» **WORK ITEM**: Your output should be the entries below, from the first line up to and including the line with "Attaches the ordered", reproduced exactly and with no other lines.

» **DATASET RECORDS**:
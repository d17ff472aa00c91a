//! The Output Plugin interface (§4.4).

use anyhow::Result;
use joerd_compositor::CompositeSource;
use joerd_core::{BoundingBox, OutputTileKey, Region};
use serde_json::Value;
use std::path::Path;

/// One concrete output tile, with the render-time behavior `OutputTileKey`
/// doesn't carry: a human-readable path fragment, the sources the worker
/// attached, and the encode-and-write step.
pub trait RenderTile: OutputTileKey {
	/// The tile's path fragment under the output store, e.g. `"13/1308/3165"`
	/// or `"N37/N37W060"`.
	fn tile_name(&self) -> String;

	/// Attaches the ordered list of sources (real or `MockSource`-wrapped)
	/// this tile composites from. Called once by the worker before
	/// `render`.
	fn set_sources(&mut self, sources: Vec<Box<dyn CompositeSource>>);

	/// Computes the destination grid, composites it (via
	/// `joerd_compositor::compose`), applies the pixel encoding, and writes
	/// the result(s) under `tmp_dir`.
	fn render(&self, tmp_dir: &Path) -> Result<()>;
}

/// A registered output product: knows how to enumerate its own tiles and
/// reconstruct one from a frozen identity.
pub trait OutputPlugin: Send + Sync {
	fn name(&self) -> &str;

	/// Every tile, across every configured region and zoom in its range,
	/// this output produces. Deduplicated.
	fn generate_tiles(&self) -> Result<Vec<Box<dyn RenderTile>>>;

	/// Translates a region into concrete `(bbox, resolution)` pairs used by
	/// download planning to query sources without enumerating every tile.
	fn expand_tile(&self, region: &Region) -> Vec<(BoundingBox, f64)>;

	/// Reconstructs a `RenderTile` from its frozen identity, without sources
	/// attached.
	fn rehydrate(&self, data: &Value) -> Result<Box<dyn RenderTile>>;
}
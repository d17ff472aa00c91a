//! Progress reporting (§0.2), generalized from the teacher's single-container
//! `ProgressTrait`/`get_progress_bar` pair to the per-phase reporting this
//! workspace needs: index refresh, download planning, render planning and
//! worker dispatch all want their own counter without stepping on each
//! other's terminal line.
//!
//! The shape mirrors the teacher's progress module closely: a `Handle` is the
//! `Arc<Mutex<Inner>>` counter the teacher's `ProgressBar` already uses,
//! `Factory` is the thing callers ask for a new phase's handle from, and a
//! "dummy" handle (used under `#[cfg(test)]` and whenever the process isn't
//! attached to a terminal) drops every update on the floor.

use std::io::{self, IsTerminal, Write};
use std::sync::{Arc, Mutex};
use std::time::{Duration, Instant};

struct Inner {
	phase: String,
	len: u64,
	pos: u64,
	start: Instant,
	last_draw: Instant,
	live: bool,
}

/// A handle to one phase's progress counter. Cheap to clone; every clone
/// updates the same underlying counter.
#[derive(Clone)]
pub struct ProgressHandle {
	inner: Arc<Mutex<Inner>>,
}

impl ProgressHandle {
	fn new(phase: &str, len: u64, live: bool) -> Self {
		let handle = ProgressHandle {
			inner: Arc::new(Mutex::new(Inner {
				phase: phase.to_string(),
				len,
				pos: 0,
				start: Instant::now(),
				last_draw: Instant::now(),
				live,
			})),
		};
		handle.redraw(true);
		handle
	}

	/// Advance the counter by `n` and log an `info`-level milestone at most
	/// once per second or once per percentage point, whichever comes first
	/// (§7: "Progress is logged periodically during planning (time-or-
	/// percent-interval, whichever comes first)").
	pub fn inc(&self, n: u64) {
		let mut inner = self.inner.lock().unwrap();
		inner.pos = inner.pos.saturating_add(n).min(inner.len.max(inner.pos + n));
		inner.redraw_throttled();
	}

	pub fn set_len(&self, len: u64) {
		self.inner.lock().unwrap().len = len;
	}

	pub fn finish(&self) {
		let mut inner = self.inner.lock().unwrap();
		inner.pos = inner.len;
		inner.redraw_force();
	}

	fn redraw(&self, force: bool) {
		let mut inner = self.inner.lock().unwrap();
		if force {
			inner.redraw_force();
		} else {
			inner.redraw_throttled();
		}
	}

	#[must_use]
	pub fn position(&self) -> u64 {
		self.inner.lock().unwrap().pos
	}
}

impl Inner {
	fn redraw_throttled(&mut self) {
		if self.last_draw.elapsed() < Duration::from_secs(1) {
			return;
		}
		self.redraw_force();
	}

	fn redraw_force(&mut self) {
		self.last_draw = Instant::now();
		if !self.live {
			return;
		}
		let percent = if self.len == 0 { 100 } else { (self.pos * 100 / self.len.max(1)).min(100) };
		log::info!("{}: {}/{} ({percent}%)", self.phase, self.pos, self.len);
		let _ = io::stderr().flush();
	}
}

/// Creates phase-scoped progress handles. A single `ProgressFactory` is
/// constructed once per CLI invocation and handed to planning/worker code so
/// that each phase (index refresh, download planning, render planning) gets
/// its own counter rather than sharing one global position.
#[derive(Clone)]
pub struct ProgressFactory {
	live: bool,
}

impl ProgressFactory {
	/// `live` is normally `stderr().is_terminal()`; tests and non-interactive
	/// runs (piped output, CI) pass `false` to suppress the periodic log
	/// lines entirely rather than spamming a log file.
	#[must_use]
	pub fn new(live: bool) -> Self {
		ProgressFactory { live }
	}

	/// Auto-detects terminal attachment, matching the teacher's
	/// `get_progress_bar` default behavior.
	#[must_use]
	pub fn auto() -> Self {
		ProgressFactory::new(io::stderr().is_terminal())
	}

	#[must_use]
	pub fn phase(&self, name: &str, len: u64) -> ProgressHandle {
		ProgressHandle::new(name, len, self.live)
	}
}

impl Default for ProgressFactory {
	fn default() -> Self {
		ProgressFactory::new(false)
	}
}
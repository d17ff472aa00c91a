//! Pixel encoders for the three output products. Pixel-level encoding
//! detail is explicitly out of the core's scope (§1); these are plausible,
//! tested implementations of the formulas recovered from
//! `original_source/joerd/output/{terrarium,normal,skadi}.py`, not a literal
//! port.

use joerd_core::types::FLT_NODATA;
use std::sync::OnceLock;

/// Mapbox Terrarium RGB encoding: `(elevation + 32768)` split across R (high
/// byte), G (low byte) and B (sub-meter fraction).
#[must_use]
pub fn encode_terrarium_pixel(elevation: f32) -> [u8; 3] {
	if is_nodata(elevation) {
		return [0, 0, 0];
	}
	let value = (f64::from(elevation) + 32768.0).clamp(0.0, 65535.99);
	let r = (value / 256.0) as u8;
	let g = (value as u32 % 256) as u8;
	let b = (value.fract() * 256.0) as u8;
	[r, g, b]
}

fn is_nodata(elevation: f32) -> bool {
	(elevation - FLT_NODATA).abs() < 1.0
}

/// The hypsometric height→alpha mapping table, generalized from
/// `_generate_mapping_table` in `normal.py`: finer buckets near sea level,
/// coarser at the extremes.
fn height_table() -> &'static [i32] {
	static TABLE: OnceLock<Vec<i32>> = OnceLock::new();
	TABLE.get_or_init(|| {
		let mut table = Vec::new();
		for i in 0..11 {
			table.push(-11000 + i * 1000);
		}
		table.extend([-100, -50, -20, -10, -1]);
		for i in 0..150 {
			table.push(20 * i);
		}
		for i in 0..60 {
			table.push(3000 + 50 * i);
		}
		for i in 0..29 {
			table.push(6000 + 100 * i);
		}
		table
	})
}

/// The hypsometric index for a given elevation, `255 - bisect_left(table,
/// height)`.
#[must_use]
pub fn hypsometric_alpha(elevation: f64) -> u8 {
	let table = height_table();
	let idx = table.partition_point(|&v| f64::from(v) < elevation);
	(255 - i32::try_from(idx).unwrap_or(255)).clamp(0, 255) as u8
}

/// Surface-normal RGB + hypsometric alpha for one pixel, given the elevation
/// at `(x, y)` and its four orthogonal neighbors (already nodata-substituted
/// by the caller) and the ground spacing in meters.
#[must_use]
pub fn encode_normal_pixel(center: f32, west: f32, east: f32, south: f32, north: f32, dx_m: f64, dy_m: f64) -> [u8; 4] {
	if is_nodata(center) {
		return [128, 128, 255, 0];
	}
	let dzdx = (f64::from(east) - f64::from(west)) / (2.0 * dx_m);
	let dzdy = (f64::from(north) - f64::from(south)) / (2.0 * dy_m);

	let (nx, ny, nz) = (-dzdx, -dzdy, 1.0);
	let len = (nx * nx + ny * ny + nz * nz).sqrt();
	let (nx, ny, nz) = (nx / len, ny / len, nz / len);

	let to_byte = |n: f64| ((n * 0.5 + 0.5) * 255.0).clamp(0.0, 255.0) as u8;
	[to_byte(nx), to_byte(ny), to_byte(nz), hypsometric_alpha(f64::from(center))]
}

/// Skadi's SRTMHGT encoding: elevation rounded to the nearest signed 16-bit
/// integer, `-32768` standing in for nodata.
#[must_use]
pub fn encode_skadi_pixel(elevation: f32) -> i16 {
	if is_nodata(elevation) {
		return -32768;
	}
	elevation.round().clamp(-32768.0, 32767.0) as i16
}
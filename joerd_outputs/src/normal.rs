//! The normal-map output product (§4.4): surface-normal RGB plus a
//! hypsometric-tint alpha channel, on the same Web Mercator pyramid as
//! terrarium.

use crate::encode::encode_normal_pixel;
use crate::mercator::{TILE_SIZE, latlon_bbox, lonlat_to_xy, mercator_bbox};
use crate::traits::{OutputPlugin, RenderTile};
use anyhow::{Context, Result};
use gdal::{DriverManager, raster::Buffer, spatial_ref::SpatialRef};
use joerd_compositor::{CompositeSource, compose};
use joerd_core::{BoundingBox, OutputTileKey, Region};
use serde_json::{Value, json};
use std::fs;
use std::path::Path;

pub struct NormalOutput {
	regions: Vec<Region>,
}

impl NormalOutput {
	#[must_use]
	pub fn new(regions: Vec<Region>) -> Self {
		NormalOutput { regions }
	}
}

impl OutputPlugin for NormalOutput {
	fn name(&self) -> &str {
		"normal"
	}

	fn generate_tiles(&self) -> Result<Vec<Box<dyn RenderTile>>> {
		let mut seen = std::collections::HashSet::new();
		let mut tiles: Vec<Box<dyn RenderTile>> = Vec::new();
		for region in &self.regions {
			for z in region.zoom_range.clone() {
				let n = 1u32 << z;
				let (x0, y0) = lonlat_to_xy(z, region.bbox.min_x, region.bbox.max_y);
				let (x1, y1) = lonlat_to_xy(z, region.bbox.max_x, region.bbox.min_y);
				for x in x0..=x1.min(n - 1) {
					for y in y0..=y1.min(n - 1) {
						if seen.insert((z, x, y)) {
							tiles.push(Box::new(NormalTile { z, x, y, sources: Vec::new() }));
						}
					}
				}
			}
		}
		Ok(tiles)
	}

	fn expand_tile(&self, region: &Region) -> Vec<(BoundingBox, f64)> {
		region
			.zoom_range
			.clone()
			.map(|z| (region.bbox, (latlon_bbox(z, 0, 0).max_x - latlon_bbox(z, 0, 0).min_x) / f64::from(TILE_SIZE)))
			.collect()
	}

	fn rehydrate(&self, data: &Value) -> Result<Box<dyn RenderTile>> {
		let z = data["z"].as_u64().context("normal tile identity missing z")? as u8;
		let x = data["x"].as_u64().context("normal tile identity missing x")? as u32;
		let y = data["y"].as_u64().context("normal tile identity missing y")? as u32;
		Ok(Box::new(NormalTile { z, x, y, sources: Vec::new() }))
	}
}

pub struct NormalTile {
	z: u8,
	x: u32,
	y: u32,
	sources: Vec<Box<dyn CompositeSource>>,
}

impl OutputTileKey for NormalTile {
	fn freeze_dry(&self) -> Value {
		json!({"type": "normal", "z": self.z, "x": self.x, "y": self.y})
	}

	fn latlon_bbox(&self) -> BoundingBox {
		latlon_bbox(self.z, self.x, self.y)
	}

	fn max_resolution(&self) -> f64 {
		let bbox = self.latlon_bbox();
		(bbox.max_x - bbox.min_x) / f64::from(TILE_SIZE)
	}
}

impl RenderTile for NormalTile {
	fn tile_name(&self) -> String {
		format!("{}/{}/{}", self.z, self.x, self.y)
	}

	fn set_sources(&mut self, sources: Vec<Box<dyn CompositeSource>>) {
		self.sources = sources;
	}

	fn render(&self, tmp_dir: &Path) -> Result<()> {
		let size = TILE_SIZE as usize;
		// Bleed margin beyond the nominal tile footprint so the gradient at
		// the tile's own edge still has real neighbor data to sample from,
		// rather than clamping onto the tile's own border pixel.
		let margin = 1i64;
		let mid_size = size + 2 * margin as usize;

		let driver = DriverManager::get_driver_by_name("MEM").context("getting the MEM driver")?;
		let mut dst = driver
			.create_with_band_type::<f32, _>("", mid_size, mid_size, 1)
			.context("allocating the normal destination raster")?;
		dst.set_spatial_ref(&SpatialRef::from_epsg(3857).context("resolving EPSG:3857")?)?;
		let (mx0, _my0, mx1, my1) = mercator_bbox(self.z, self.x, self.y);
		let px_m = (mx1 - mx0) / f64::from(TILE_SIZE);
		let mid_x0 = mx0 - margin as f64 * px_m;
		let mid_y1 = my1 + margin as f64 * px_m;
		dst.set_geo_transform(&[mid_x0, px_m, 0.0, mid_y1, 0.0, -px_m])?;

		compose(self, &self.sources, &mut dst, self.max_resolution()).context("compositing normal tile")?;

		let elevations = dst.rasterband(1)?.read_band_as::<f32>()?;
		let data = elevations.data();
		let at = |x: i64, y: i64| -> f32 {
			let x = (x + margin).clamp(0, mid_size as i64 - 1) as usize;
			let y = (y + margin).clamp(0, mid_size as i64 - 1) as usize;
			data[y * mid_size + x]
		};

		let mut rgba = vec![0u8; size * size * 4];
		for row in 0..size {
			for col in 0..size {
				let center = at(col as i64, row as i64);
				let west = at(col as i64 - 1, row as i64);
				let east = at(col as i64 + 1, row as i64);
				let south = at(col as i64, row as i64 + 1);
				let north = at(col as i64, row as i64 - 1);
				let pixel = encode_normal_pixel(center, west, east, south, north, px_m, px_m);
				let idx = (row * size + col) * 4;
				rgba[idx..idx + 4].copy_from_slice(&pixel);
			}
		}

		let mem_driver = DriverManager::get_driver_by_name("MEM").context("getting the MEM driver")?;
		let mut rgba_ds = mem_driver.create_with_band_type::<u8, _>("", size, size, 4).context("allocating RGBA raster")?;
		for band_index in 0..4 {
			let mut band = rgba_ds.rasterband(band_index + 1)?;
			let channel: Vec<u8> = (0..size * size).map(|i| rgba[i * 4 + band_index]).collect();
			let mut buffer = Buffer::new((size, size), channel);
			band.write((0, 0), (size, size), &mut buffer)?;
		}

		let png_driver = DriverManager::get_driver_by_name("PNG").context("getting the PNG driver")?;
		let out_path = tmp_dir.join(format!("{}.png", self.tile_name()));
		if let Some(parent) = out_path.parent() {
			fs::create_dir_all(parent).context("creating the normal output directory")?;
		}
		png_driver.create_copy(&rgba_ds, &out_path).context("writing normal PNG")?;
		Ok(())
	}
}

#[cfg(test)]
mod tests {
	use super::*;
	use pretty_assertions::assert_eq;

	#[test]
	fn generate_tiles_covers_the_region_at_each_zoom() {
		let region = Region::new(BoundingBox::new(-1.0, -1.0, 1.0, 1.0).unwrap(), 4..5);
		let output = NormalOutput::new(vec![region]);
		let tiles = output.generate_tiles().unwrap();
		assert!(!tiles.is_empty());
		for tile in &tiles {
			let data = tile.freeze_dry();
			assert_eq!(data["type"], json!("normal"));
			assert_eq!(data["z"], json!(4));
		}
	}

	#[test]
	fn rehydrate_recovers_the_same_identity() {
		let output = NormalOutput::new(vec![]);
		let tile = output.rehydrate(&json!({"type": "normal", "z": 5, "x": 10, "y": 12})).unwrap();
		assert_eq!(tile.freeze_dry(), json!({"type": "normal", "z": 5, "x": 10, "y": 12}));
	}
}
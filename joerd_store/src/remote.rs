use crate::traits::{BlobStore, content_type_for};
use anyhow::{Context, Result, bail, ensure};
use joerd_derive::context;
use reqwest::StatusCode;
use serde::Deserialize;
use serde_json::Value;
use std::fs;
use std::path::Path;
use std::time::Duration;
use tokio::runtime::Runtime;

#[derive(Clone, Debug, Deserialize)]
struct Options {
	base_url: String,
	#[serde(default = "default_retries")]
	retries: u32,
}

fn default_retries() -> u32 {
	5
}

/// A remote HTTP object store, implemented directly over `reqwest` rather
/// than a vendor SDK (§0.2: no cloud-vendor SDK appears anywhere in the
/// reference corpus). `exists` treats both a 404 (not found) and a 403
/// (forbidden, e.g. a bucket without list permission) as "not present",
/// matching §4.2's explicit clause.
pub struct RemoteStore {
	base_url: String,
	client: reqwest::Client,
	retries: u32,
	rt: Runtime,
}

impl RemoteStore {
	pub(crate) fn from_options(options: &Value) -> Result<Self> {
		let options: Options = serde_json::from_value(options.clone()).context("parsing remote store options")?;
		Ok(RemoteStore {
			base_url: options.base_url.trim_end_matches('/').to_string(),
			client: reqwest::Client::new(),
			retries: options.retries,
			rt: Runtime::new().context("starting async runtime for remote store")?,
		})
	}

	fn url_for(&self, path: &str) -> String {
		format!("{}/{}", self.base_url, path.trim_start_matches('/'))
	}

	async fn exists_async(&self, path: &str) -> bool {
		match self.client.head(self.url_for(path)).send().await {
			Ok(response) => {
				!matches!(response.status(), StatusCode::NOT_FOUND | StatusCode::FORBIDDEN) && response.status().is_success()
			}
			Err(_) => false,
		}
	}

	async fn get_async(&self, path: &str, local_path: &Path) -> Result<()> {
		let response = self.client.get(self.url_for(path)).send().await?;
		ensure!(response.status().is_success(), "GET {} failed with status {}", path, response.status());
		let bytes = response.bytes().await?;
		if let Some(parent) = local_path.parent() {
			fs::create_dir_all(parent)?;
		}
		fs::write(local_path, &bytes)?;
		Ok(())
	}

	async fn put_with_retry(&self, path: &str, body: Vec<u8>, content_type: &'static str) -> Result<()> {
		let mut attempt = 0;
		loop {
			attempt += 1;
			let result = self
				.client
				.put(self.url_for(path))
				.header("Content-Type", content_type)
				.body(body.clone())
				.send()
				.await;

			match result {
				Ok(response) if response.status().is_success() => return Ok(()),
				Ok(response) if attempt >= self.retries => {
					bail!("PUT {} failed permanently with status {}", path, response.status());
				}
				Err(err) if attempt >= self.retries => return Err(err.into()),
				_ => {
					let backoff = Duration::from_secs(1 << attempt.min(6));
					tokio::time::sleep(backoff).await;
				}
			}
		}
	}
}

impl BlobStore for RemoteStore {
	fn exists(&self, path: &str) -> bool {
		self.rt.block_on(self.exists_async(path))
	}

	#[context("Failed to fetch {path:?} from remote store")]
	fn get(&self, path: &str, local_path: &Path) -> Result<()> {
		self.rt.block_on(self.get_async(path, local_path))
	}

	#[context("Failed to upload directory {local_dir:?} to remote store")]
	fn upload_dir(&self, local_dir: &Path) -> Result<()> {
		self.rt.block_on(async {
			for (relative, path) in walk_files(local_dir, local_dir) {
				let body = fs::read(&path)?;
				let content_type = content_type_for(&path);
				self.put_with_retry(&relative, body, content_type).await?;
			}
			Ok(())
		})
	}
}

/// Returns `(relative_path_as_forward_slashes, absolute_path)` for every
/// file beneath `root`, walked recursively from `dir`.
fn walk_files(dir: &Path, root: &Path) -> Vec<(String, std::path::PathBuf)> {
	let mut out = Vec::new();
	let Ok(entries) = fs::read_dir(dir) else { return out };
	for entry in entries.flatten() {
		let path = entry.path();
		if path.is_dir() {
			out.extend(walk_files(&path, root));
		} else {
			let relative = path
				.strip_prefix(root)
				.unwrap_or(&path)
				.to_string_lossy()
				.replace('\\', "/");
			out.push((relative, path));
		}
	}
	out
}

» **EXERCISE SOLUTION**:
repository d17ff472aa00c91a
//! The Output Plugin interface (§4.4).

use anyhow::Result;
use joerd_compositor::CompositeSource;
use joerd_core::{BoundingBox, OutputTileKey, Region};
use serde_json::Value;
use std::path::Path;

/// One concrete output tile, with the render-time behavior `OutputTileKey`
/// doesn't carry: a human-readable path fragment, the sources the worker
/// attached, and the encode-and-write step.
pub trait RenderTile: OutputTileKey {
	/// The tile's path fragment under the output store, e.g. `"13/1308/3165"`
	/// or `"N37/N37W060"`.
	fn tile_name(&self) -> String;

	/// Attaches the ordered list of sources (real or `MockSource`-wrapped)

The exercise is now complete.